WORK TO COMPLETE: With the line that contains "use crate::comparison::policies::CalculationTables;" as the final line, return every line from the start of the data below exactly.

Items listed in a dataset:
'''

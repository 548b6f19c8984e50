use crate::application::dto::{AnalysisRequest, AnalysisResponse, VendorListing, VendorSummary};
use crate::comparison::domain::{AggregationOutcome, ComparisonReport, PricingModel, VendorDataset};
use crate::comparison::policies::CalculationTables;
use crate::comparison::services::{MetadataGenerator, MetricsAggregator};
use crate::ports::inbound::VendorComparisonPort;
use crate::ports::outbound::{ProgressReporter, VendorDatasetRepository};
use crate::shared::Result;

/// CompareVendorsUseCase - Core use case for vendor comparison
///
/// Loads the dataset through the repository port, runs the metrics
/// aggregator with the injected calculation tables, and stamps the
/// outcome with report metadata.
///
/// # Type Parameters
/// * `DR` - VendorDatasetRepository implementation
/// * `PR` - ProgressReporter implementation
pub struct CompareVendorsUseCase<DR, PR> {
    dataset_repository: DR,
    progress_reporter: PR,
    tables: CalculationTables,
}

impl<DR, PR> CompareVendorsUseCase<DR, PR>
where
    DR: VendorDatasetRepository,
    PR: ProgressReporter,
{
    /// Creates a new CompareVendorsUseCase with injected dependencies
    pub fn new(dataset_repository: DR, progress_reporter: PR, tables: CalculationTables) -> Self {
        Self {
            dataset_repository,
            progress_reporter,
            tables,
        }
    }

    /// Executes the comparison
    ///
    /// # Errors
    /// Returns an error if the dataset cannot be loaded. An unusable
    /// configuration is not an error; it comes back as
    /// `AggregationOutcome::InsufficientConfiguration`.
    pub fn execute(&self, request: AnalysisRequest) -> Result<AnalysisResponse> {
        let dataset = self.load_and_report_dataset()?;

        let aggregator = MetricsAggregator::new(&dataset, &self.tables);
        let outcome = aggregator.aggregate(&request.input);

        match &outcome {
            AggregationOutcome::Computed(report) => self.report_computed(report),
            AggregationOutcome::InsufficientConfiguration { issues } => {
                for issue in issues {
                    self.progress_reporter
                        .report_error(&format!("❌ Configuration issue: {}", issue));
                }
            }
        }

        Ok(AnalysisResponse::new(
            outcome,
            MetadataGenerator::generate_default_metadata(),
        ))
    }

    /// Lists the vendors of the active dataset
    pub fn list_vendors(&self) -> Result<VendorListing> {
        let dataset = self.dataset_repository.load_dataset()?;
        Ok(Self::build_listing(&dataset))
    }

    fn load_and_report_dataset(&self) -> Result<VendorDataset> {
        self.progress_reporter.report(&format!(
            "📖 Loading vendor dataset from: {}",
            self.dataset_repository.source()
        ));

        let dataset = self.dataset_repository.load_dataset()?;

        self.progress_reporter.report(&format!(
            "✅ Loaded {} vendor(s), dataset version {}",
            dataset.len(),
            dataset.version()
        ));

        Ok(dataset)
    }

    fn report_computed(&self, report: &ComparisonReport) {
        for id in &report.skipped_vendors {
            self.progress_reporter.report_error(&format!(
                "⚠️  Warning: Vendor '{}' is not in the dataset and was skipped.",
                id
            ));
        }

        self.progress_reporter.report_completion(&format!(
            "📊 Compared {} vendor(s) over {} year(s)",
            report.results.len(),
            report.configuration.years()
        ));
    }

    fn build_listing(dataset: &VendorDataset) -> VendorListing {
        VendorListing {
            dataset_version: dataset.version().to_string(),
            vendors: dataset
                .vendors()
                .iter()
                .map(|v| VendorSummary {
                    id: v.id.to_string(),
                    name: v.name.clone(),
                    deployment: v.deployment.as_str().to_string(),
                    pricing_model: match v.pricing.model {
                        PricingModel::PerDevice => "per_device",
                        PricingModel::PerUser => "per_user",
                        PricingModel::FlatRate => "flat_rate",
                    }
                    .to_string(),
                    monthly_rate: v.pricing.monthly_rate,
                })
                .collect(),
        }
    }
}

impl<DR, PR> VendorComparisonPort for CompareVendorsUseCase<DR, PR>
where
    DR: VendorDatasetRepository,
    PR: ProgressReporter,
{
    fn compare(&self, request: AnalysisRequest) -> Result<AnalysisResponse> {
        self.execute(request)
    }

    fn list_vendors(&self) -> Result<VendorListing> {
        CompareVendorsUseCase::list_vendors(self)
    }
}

'''

THE ANSWER:
repository 548b6f19c8984e50
use crate::application::dto::{AnalysisRequest, AnalysisResponse, VendorListing, VendorSummary};
use crate::comparison::domain::{AggregationOutcome, ComparisonReport, PricingModel, VendorDataset};
use crate::comparison::policies::CalculationTables;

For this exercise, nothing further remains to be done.